§ DATASET:
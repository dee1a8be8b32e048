// Copyright (C) 2025 SyncMyOrders Sp. z o.o.
// SPDX-License-Identifier: AGPL-3.0-or-later
//! Parameter allow-list validation.
//!
//! Callers send a free-form parameter object. One reserved key
//! (`rawValues`) may hold a base64-encoded YAML document that is expanded
//! before validation. Everything is reduced to dot-path keys, which are
//! then matched against the plan's allow-list on path-segment boundaries:
//! entry `net` permits `net` and `net.port`, never `network`.

use base64::Engine as _;
use base64::engine::general_purpose::STANDARD;
use serde::{Deserialize, Serialize};
use serde_json::{Map, Value};
use std::collections::BTreeSet;
use std::fmt;

use crate::error::{Error, Result};

/// Reserved parameter key carrying base64-encoded YAML values.
pub const RAW_VALUES_KEY: &str = "rawValues";

/// Caller-supplied parameters.
pub type ParameterSet = Map<String, Value>;

/// Characters helm's `--set` parser reads as syntax inside a key.
pub const SET_KEY_SYNTAX: [char; 5] = ['=', ',', '[', ']', '\\'];

/// Whether `key` can be passed to `--set` without helm reinterpreting it.
pub fn is_settable_key(key: &str) -> bool {
    !key.is_empty() && !key.contains(&SET_KEY_SYNTAX[..])
}

/// One allow-list entry: a dot-path prefix a plan lets callers set.
#[derive(Debug, Clone, PartialEq, Eq, Serialize, Deserialize)]
pub struct AllowParameter {
    /// Dot-path prefix, e.g. `persistence.size`.
    pub name: String,
    /// Whether callers must set this path (or something below it).
    #[serde(default)]
    pub required: bool,
    /// Human-readable hint for catalog consumers.
    #[serde(default, skip_serializing_if = "Option::is_none")]
    pub description: Option<String>,
}

impl AllowParameter {
    /// Optional entry.
    pub fn optional(name: impl Into<String>) -> Self {
        Self {
            name: name.into(),
            required: false,
            description: None,
        }
    }

    /// Required entry.
    pub fn required(name: impl Into<String>) -> Self {
        Self {
            name: name.into(),
            required: true,
            description: None,
        }
    }

    /// Whether `key` is this entry or lies below it.
    pub fn covers(&self, key: &str) -> bool {
        key == self.name
            || (key.len() > self.name.len()
                && key.starts_with(self.name.as_str())
                && key.as_bytes()[self.name.len()] == b'.')
    }
}

/// Outcome of validating parameters against an allow-list.
#[derive(Debug, Clone, Default, PartialEq, Eq, Serialize)]
pub struct ParameterReport {
    /// Keys no allow-list entry covers.
    pub disallowed: BTreeSet<String>,
    /// Required entries no key covers.
    pub missing_required: BTreeSet<String>,
}

impl ParameterReport {
    /// True when nothing was rejected.
    pub fn is_valid(&self) -> bool {
        self.disallowed.is_empty() && self.missing_required.is_empty()
    }

    /// Disallowed keys as a comma-joined list.
    pub fn disallowed_keys(&self) -> String {
        join(&self.disallowed)
    }

    /// Missing required entries as a comma-joined list.
    pub fn missing_required_keys(&self) -> String {
        join(&self.missing_required)
    }

    /// Turn a rejecting report into `Error::InvalidParameters`.
    pub fn into_result(self) -> Result<()> {
        if self.is_valid() {
            Ok(())
        } else {
            Err(Error::InvalidParameters(self))
        }
    }
}

impl fmt::Display for ParameterReport {
    fn fmt(&self, f: &mut fmt::Formatter<'_>) -> fmt::Result {
        match (self.disallowed.is_empty(), self.missing_required.is_empty()) {
            (true, true) => write!(f, "all parameters allowed"),
            (false, true) => write!(f, "parameters not allowed: {}", self.disallowed_keys()),
            (true, false) => write!(
                f,
                "required parameters missing: {}",
                self.missing_required_keys()
            ),
            (false, false) => write!(
                f,
                "parameters not allowed: {}; required parameters missing: {}",
                self.disallowed_keys(),
                self.missing_required_keys()
            ),
        }
    }
}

§ WHAT TO DO: Would you please copy all lines in the data that contain the word "write"?

§ SOLUTION FOR THIS TASK:
            (true, true) => write!(f, "all parameters allowed"),
            (false, true) => write!(f, "parameters not allowed: {}", self.disallowed_keys()),
            (true, false) => write!(
            (false, false) => write!(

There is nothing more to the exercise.